* _Stored data_
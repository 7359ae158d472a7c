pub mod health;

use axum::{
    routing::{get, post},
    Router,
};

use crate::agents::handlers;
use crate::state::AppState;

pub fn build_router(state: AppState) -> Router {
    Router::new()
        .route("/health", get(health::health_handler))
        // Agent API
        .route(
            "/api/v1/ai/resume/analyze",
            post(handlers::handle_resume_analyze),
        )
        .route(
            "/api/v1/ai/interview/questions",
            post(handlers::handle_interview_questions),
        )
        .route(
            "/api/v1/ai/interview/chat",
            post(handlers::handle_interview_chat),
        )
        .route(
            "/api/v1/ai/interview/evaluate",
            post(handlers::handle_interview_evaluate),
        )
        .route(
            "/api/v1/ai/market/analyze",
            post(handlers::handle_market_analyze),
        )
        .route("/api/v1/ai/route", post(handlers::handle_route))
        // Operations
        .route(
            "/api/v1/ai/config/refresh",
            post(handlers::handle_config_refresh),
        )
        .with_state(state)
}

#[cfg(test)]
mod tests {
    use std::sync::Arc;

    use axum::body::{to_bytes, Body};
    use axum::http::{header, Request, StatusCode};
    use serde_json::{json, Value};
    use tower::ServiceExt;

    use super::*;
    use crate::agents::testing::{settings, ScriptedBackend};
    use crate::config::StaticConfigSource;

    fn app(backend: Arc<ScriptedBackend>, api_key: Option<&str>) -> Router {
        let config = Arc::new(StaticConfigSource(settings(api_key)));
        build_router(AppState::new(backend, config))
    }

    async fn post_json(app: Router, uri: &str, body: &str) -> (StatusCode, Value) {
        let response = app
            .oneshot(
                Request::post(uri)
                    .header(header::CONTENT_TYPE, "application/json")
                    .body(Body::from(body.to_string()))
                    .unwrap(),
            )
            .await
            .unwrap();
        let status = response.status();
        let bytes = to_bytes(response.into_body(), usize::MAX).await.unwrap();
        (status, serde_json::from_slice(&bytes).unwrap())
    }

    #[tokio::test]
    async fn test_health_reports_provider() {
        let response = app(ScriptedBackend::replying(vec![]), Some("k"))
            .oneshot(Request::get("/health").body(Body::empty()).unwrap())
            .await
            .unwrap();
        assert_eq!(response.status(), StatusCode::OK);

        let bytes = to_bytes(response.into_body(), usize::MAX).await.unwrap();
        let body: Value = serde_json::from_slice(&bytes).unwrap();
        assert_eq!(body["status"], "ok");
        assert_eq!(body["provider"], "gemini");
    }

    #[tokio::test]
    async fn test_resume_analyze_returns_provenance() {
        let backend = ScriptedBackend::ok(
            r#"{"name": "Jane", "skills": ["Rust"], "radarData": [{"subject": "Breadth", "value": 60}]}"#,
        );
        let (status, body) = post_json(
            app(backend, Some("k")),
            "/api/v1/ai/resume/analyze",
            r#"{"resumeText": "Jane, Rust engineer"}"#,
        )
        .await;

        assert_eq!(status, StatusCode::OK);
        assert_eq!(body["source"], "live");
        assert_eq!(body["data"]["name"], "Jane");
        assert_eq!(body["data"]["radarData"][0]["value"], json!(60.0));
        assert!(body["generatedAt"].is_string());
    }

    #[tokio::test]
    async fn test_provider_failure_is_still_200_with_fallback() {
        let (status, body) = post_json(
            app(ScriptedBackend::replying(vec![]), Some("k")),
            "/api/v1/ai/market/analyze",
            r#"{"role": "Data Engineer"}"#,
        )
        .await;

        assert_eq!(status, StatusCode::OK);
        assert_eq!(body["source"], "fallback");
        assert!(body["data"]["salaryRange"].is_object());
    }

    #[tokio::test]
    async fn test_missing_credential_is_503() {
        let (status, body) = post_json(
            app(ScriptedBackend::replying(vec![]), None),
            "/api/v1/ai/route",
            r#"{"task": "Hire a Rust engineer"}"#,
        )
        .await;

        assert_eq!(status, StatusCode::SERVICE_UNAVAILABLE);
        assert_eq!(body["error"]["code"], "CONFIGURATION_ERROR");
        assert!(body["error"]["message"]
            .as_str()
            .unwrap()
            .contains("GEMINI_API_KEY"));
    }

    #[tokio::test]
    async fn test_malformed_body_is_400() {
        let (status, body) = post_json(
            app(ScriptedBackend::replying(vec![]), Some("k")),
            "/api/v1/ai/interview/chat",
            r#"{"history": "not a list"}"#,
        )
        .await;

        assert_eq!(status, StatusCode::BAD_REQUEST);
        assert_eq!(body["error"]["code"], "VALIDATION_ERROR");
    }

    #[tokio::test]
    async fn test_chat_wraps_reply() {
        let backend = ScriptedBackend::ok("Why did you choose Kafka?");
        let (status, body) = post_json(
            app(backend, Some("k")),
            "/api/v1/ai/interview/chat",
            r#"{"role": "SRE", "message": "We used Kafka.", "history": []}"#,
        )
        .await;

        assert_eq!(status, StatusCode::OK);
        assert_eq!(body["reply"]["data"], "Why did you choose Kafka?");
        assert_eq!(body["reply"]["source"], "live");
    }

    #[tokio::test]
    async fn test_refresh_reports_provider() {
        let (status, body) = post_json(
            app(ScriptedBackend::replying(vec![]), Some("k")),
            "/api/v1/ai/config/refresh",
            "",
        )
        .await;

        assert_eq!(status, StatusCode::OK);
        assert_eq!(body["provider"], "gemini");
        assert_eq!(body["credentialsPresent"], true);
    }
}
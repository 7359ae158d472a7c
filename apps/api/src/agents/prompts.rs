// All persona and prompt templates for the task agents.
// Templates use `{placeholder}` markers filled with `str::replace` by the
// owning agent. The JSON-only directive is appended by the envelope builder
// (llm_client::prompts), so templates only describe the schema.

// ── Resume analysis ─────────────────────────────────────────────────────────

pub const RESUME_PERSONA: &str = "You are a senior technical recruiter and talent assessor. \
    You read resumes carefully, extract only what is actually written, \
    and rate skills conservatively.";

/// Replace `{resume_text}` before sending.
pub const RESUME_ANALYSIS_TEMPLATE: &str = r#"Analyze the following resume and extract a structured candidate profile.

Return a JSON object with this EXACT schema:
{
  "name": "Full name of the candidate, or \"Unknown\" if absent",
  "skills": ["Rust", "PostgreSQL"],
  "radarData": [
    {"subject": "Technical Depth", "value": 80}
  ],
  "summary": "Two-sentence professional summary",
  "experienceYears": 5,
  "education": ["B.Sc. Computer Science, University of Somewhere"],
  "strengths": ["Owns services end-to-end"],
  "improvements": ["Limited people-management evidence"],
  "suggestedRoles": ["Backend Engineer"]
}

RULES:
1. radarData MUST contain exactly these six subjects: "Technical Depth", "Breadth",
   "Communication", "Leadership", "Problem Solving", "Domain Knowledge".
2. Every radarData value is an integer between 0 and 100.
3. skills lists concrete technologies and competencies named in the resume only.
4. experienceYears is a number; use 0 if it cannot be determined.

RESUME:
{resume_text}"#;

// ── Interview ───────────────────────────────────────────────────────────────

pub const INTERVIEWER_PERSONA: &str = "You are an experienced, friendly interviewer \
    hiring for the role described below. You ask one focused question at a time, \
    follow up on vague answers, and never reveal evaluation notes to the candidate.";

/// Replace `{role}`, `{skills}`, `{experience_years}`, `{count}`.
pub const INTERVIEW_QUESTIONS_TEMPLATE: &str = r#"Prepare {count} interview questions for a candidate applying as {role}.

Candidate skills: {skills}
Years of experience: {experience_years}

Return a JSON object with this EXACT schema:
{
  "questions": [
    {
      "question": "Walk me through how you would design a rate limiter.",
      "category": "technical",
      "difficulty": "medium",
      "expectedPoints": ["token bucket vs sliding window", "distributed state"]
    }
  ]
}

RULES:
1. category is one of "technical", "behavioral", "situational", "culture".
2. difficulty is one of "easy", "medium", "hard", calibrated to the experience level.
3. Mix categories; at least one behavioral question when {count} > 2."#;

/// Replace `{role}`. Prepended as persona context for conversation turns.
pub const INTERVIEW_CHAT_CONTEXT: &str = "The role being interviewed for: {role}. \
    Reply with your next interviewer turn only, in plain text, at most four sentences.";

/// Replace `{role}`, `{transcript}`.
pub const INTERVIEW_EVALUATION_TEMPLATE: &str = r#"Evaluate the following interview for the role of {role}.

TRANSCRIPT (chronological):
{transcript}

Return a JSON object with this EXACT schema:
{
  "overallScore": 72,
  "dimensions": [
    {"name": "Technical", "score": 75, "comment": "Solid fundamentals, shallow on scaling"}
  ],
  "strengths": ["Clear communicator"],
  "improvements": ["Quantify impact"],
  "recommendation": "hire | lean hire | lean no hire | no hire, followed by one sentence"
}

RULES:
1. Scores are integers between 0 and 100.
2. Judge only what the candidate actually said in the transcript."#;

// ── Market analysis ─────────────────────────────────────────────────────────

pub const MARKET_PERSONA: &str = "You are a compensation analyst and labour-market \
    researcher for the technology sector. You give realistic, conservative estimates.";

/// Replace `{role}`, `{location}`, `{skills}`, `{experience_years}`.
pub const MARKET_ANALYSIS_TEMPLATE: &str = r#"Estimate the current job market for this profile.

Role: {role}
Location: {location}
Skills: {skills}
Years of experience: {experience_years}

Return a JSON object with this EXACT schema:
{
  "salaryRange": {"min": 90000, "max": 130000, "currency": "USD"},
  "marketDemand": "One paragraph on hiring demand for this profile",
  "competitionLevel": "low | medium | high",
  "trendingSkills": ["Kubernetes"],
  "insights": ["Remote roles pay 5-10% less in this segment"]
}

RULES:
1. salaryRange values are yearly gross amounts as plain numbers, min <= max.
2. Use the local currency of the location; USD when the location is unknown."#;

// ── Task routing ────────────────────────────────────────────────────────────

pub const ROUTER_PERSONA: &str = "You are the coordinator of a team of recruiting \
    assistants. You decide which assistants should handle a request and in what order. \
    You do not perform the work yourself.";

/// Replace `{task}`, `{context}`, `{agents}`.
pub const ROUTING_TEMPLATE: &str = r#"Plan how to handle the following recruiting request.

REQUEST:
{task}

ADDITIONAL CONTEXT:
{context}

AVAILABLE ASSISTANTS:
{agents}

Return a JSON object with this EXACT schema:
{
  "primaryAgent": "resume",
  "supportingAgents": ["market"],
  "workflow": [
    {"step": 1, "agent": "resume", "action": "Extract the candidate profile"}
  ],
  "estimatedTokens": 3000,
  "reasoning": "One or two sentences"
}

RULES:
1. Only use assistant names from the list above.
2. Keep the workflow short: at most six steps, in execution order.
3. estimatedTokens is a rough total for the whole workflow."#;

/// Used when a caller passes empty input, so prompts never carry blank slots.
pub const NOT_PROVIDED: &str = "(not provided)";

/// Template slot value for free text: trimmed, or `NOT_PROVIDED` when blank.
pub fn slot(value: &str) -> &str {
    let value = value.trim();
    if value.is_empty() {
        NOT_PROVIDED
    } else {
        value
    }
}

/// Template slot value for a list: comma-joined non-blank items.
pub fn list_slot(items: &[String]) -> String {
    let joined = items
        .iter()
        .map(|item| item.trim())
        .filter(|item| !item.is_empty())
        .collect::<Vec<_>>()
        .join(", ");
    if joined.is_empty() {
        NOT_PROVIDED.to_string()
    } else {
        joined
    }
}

* _Exercise objective_
When a line in the data contains "live", return it as written.

* _Worked solution_
        assert_eq!(body["source"], "live");
        assert_eq!(body["reply"]["source"], "live");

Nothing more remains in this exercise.